Work request:
In full and without change, return each entry.

====== Input for this task ======

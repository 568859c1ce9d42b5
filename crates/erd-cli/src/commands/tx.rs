//! Transaction commands
//!
//! Transactions are read and written in the JSON form a node accepts.

use std::path::{Path, PathBuf};

use clap::Subcommand;
use erd_sdk::{Transaction, TransactionComputer, UserSigner};
use tracing::info;

use super::{write_or_return, KeySource};
use crate::{config::Config, output::Output, CliError};

/// Transaction subcommands
#[derive(Debug, Subcommand)]
pub enum TxCommand {
    /// Sign a transaction
    Sign {
        /// Transaction JSON file
        #[arg(long)]
        infile: PathBuf,
        /// Signing key
        #[command(flatten)]
        key: KeySource,
        /// Sign the keccak-256 of the signing bytes instead of the bytes
        #[arg(long)]
        hash_signing: bool,
        /// Output file for the signed transaction (printed when absent)
        #[arg(long)]
        outfile: Option<PathBuf>,
    },
    /// Compute the hash of a signed transaction
    Hash {
        /// Signed transaction JSON file
        #[arg(long)]
        infile: PathBuf,
    },
    /// Compute the fee of a transaction with the configured network parameters
    Fee {
        /// Transaction JSON file
        #[arg(long)]
        infile: PathBuf,
    },
}

impl TxCommand {
    pub fn execute(self, config: &Config, json: bool) -> Result<(), CliError> {
        let computer = TransactionComputer::new(&config.hrp);
        match self {
            TxCommand::Sign {
                infile,
                key,
                hash_signing,
                outfile,
            } => {
                let mut tx = read_transaction(&infile)?;
                if hash_signing {
                    computer.apply_options_for_hash_signing(&mut tx);
                }
                let signer = UserSigner::new(key.load()?, &config.hrp)?;
                signer.sign_transaction(&mut tx)?;
                let hash = computer.compute_transaction_hash(&tx)?;
                info!(sender = %tx.sender, hash = %hash, "Signed transaction");

                let signed = tx.to_send_json()?;
                let printed = write_or_return(outfile.as_deref(), serde_json::to_string_pretty(&signed)?)?;
                let message = match &printed {
                    Some(text) => format!("{}\n\nHash: {}", text, hash),
                    None => format!("Hash: {}", hash),
                };
                Output::new(json)
                    .field_value("transaction", signed)
                    .field("hash", &hash.to_hex())
                    .message(&message)
                    .print();
            }
            TxCommand::Hash { infile } => {
                let tx = read_transaction(&infile)?;
                if !tx.is_signed() {
                    return Err(CliError::InvalidInput("transaction is not signed".to_string()));
                }
                let hash = computer.compute_transaction_hash(&tx)?;
                Output::new(json).field("hash", &hash.to_hex()).message(&hash.to_hex()).print();
            }
            TxCommand::Fee { infile } => {
                let tx = read_transaction(&infile)?;
                let fee = computer.compute_transaction_fee(&tx, &config.network_config())?;
                Output::new(json)
                    .field("fee", &fee.to_string())
                    .message(&fee.to_string())
                    .print();
            }
        }
        Ok(())
    }
}

fn read_transaction(path: &Path) -> Result<Transaction, CliError> {
    Ok(Transaction::from_json(&std::fs::read_to_string(path)?)?)
}
//! # erd-primitives
//!
//! Primitive types for the erd SDK.
//!
//! - Bech32 encoding/decoding
//! - Addresses (32-byte public key + human-readable prefix), shard computation
//! - Token amounts in atomic units
//! - 32-byte digests

#![warn(missing_docs)]
#![warn(clippy::all)]

pub mod address;
pub mod amount;
pub mod bech32;
mod error;
mod hash;

pub use address::{
    shard_of_pubkey, Address, AddressError, DEFAULT_HRP, DEFAULT_NUM_SHARDS, METACHAIN_ID,
    SC_ADDRESS_ZERO_PREFIX_LEN,
};
pub use amount::{amount_to_atomic, atomic_to_string, AmountError, TokenAmount, EGLD_NUM_DECIMALS};
pub use bech32::Bech32Error;
pub use error::PrimitiveError;
pub use hash::{HashError, H256};

// Re-export for callers handling atomic amounts
pub use num_bigint::BigUint;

======

Task output:
repository 568859c1ce9d42b5
filename crates/erd-cli/src/commands/tx.rs
//! Transaction commands
//!
//! Transactions are read and written in the JSON form a node accepts.

use std::path::{Path, PathBuf};

use clap::Subcommand;
use erd_sdk::{Transaction, TransactionComputer, UserSigner};
use tracing::info;

use super::{write_or_return, KeySource};
use crate::{config::Config, output::Output, CliError};

/// Transaction subcommands
#[derive(Debug, Subcommand)]
pub enum TxCommand {
    /// Sign a transaction
    Sign {
        /// Transaction JSON file
        #[arg(long)]
        infile: PathBuf,
        /// Signing key
        #[command(flatten)]
        key: KeySource,
        /// Sign the keccak-256 of the signing bytes instead of the bytes
        #[arg(long)]
        hash_signing: bool,
        /// Output file for the signed transaction (printed when absent)
        #[arg(long)]
        outfile: Option<PathBuf>,
    },
    /// Compute the hash of a signed transaction
    Hash {
        /// Signed transaction JSON file
        #[arg(long)]
        infile: PathBuf,
    },
    /// Compute the fee of a transaction with the configured network parameters
    Fee {
        /// Transaction JSON file
        #[arg(long)]
        infile: PathBuf,
    },
}

impl TxCommand {
    pub fn execute(self, config: &Config, json: bool) -> Result<(), CliError> {
        let computer = TransactionComputer::new(&config.hrp);
        match self {
            TxCommand::Sign {
                infile,
                key,
                hash_signing,
                outfile,
            } => {
                let mut tx = read_transaction(&infile)?;
                if hash_signing {
                    computer.apply_options_for_hash_signing(&mut tx);
                }
                let signer = UserSigner::new(key.load()?, &config.hrp)?;
                signer.sign_transaction(&mut tx)?;
                let hash = computer.compute_transaction_hash(&tx)?;
                info!(sender = %tx.sender, hash = %hash, "Signed transaction");

                let signed = tx.to_send_json()?;
                let printed = write_or_return(outfile.as_deref(), serde_json::to_string_pretty(&signed)?)?;
                let message = match &printed {
                    Some(text) => format!("{}\n\nHash: {}", text, hash),
                    None => format!("Hash: {}", hash),
                };
                Output::new(json)
                    .field_value("transaction", signed)
                    .field("hash", &hash.to_hex())
                    .message(&message)
                    .print();
            }
            TxCommand::Hash { infile } => {
                let tx = read_transaction(&infile)?;
                if !tx.is_signed() {
                    return Err(CliError::InvalidInput("transaction is not signed".to_string()));
                }
                let hash = computer.compute_transaction_hash(&tx)?;
                Output::new(json).field("hash", &hash.to_hex()).message(&hash.to_hex()).print();
            }
            TxCommand::Fee { infile } => {
                let tx = read_transaction(&infile)?;
                let fee = computer.compute_transaction_fee(&tx, &config.network_config())?;
                Output::new(json)
                    .field("fee", &fee.to_string())
                    .message(&fee.to_string())
                    .print();
            }
        }
        Ok(())
    }
}

fn read_transaction(path: &Path) -> Result<Transaction, CliError> {
    Ok(Transaction::from_json(&std::fs::read_to_string(path)?)?)
}
//! # erd-primitives
//!
//! Primitive types for the erd SDK.
//!
//! - Bech32 encoding/decoding
//! - Addresses (32-byte public key + human-readable prefix), shard computation
//! - Token amounts in atomic units
//! - 32-byte digests

#![warn(missing_docs)]
#![warn(clippy::all)]

pub mod address;
pub mod amount;
pub mod bech32;
mod error;
mod hash;

pub use address::{
    shard_of_pubkey, Address, AddressError, DEFAULT_HRP, DEFAULT_NUM_SHARDS, METACHAIN_ID,
    SC_ADDRESS_ZERO_PREFIX_LEN,
};
pub use amount::{amount_to_atomic, atomic_to_string, AmountError, TokenAmount, EGLD_NUM_DECIMALS};
pub use bech32::Bech32Error;
pub use error::PrimitiveError;
pub use hash::{HashError, H256};

// Re-export for callers handling atomic amounts
pub use num_bigint::BigUint;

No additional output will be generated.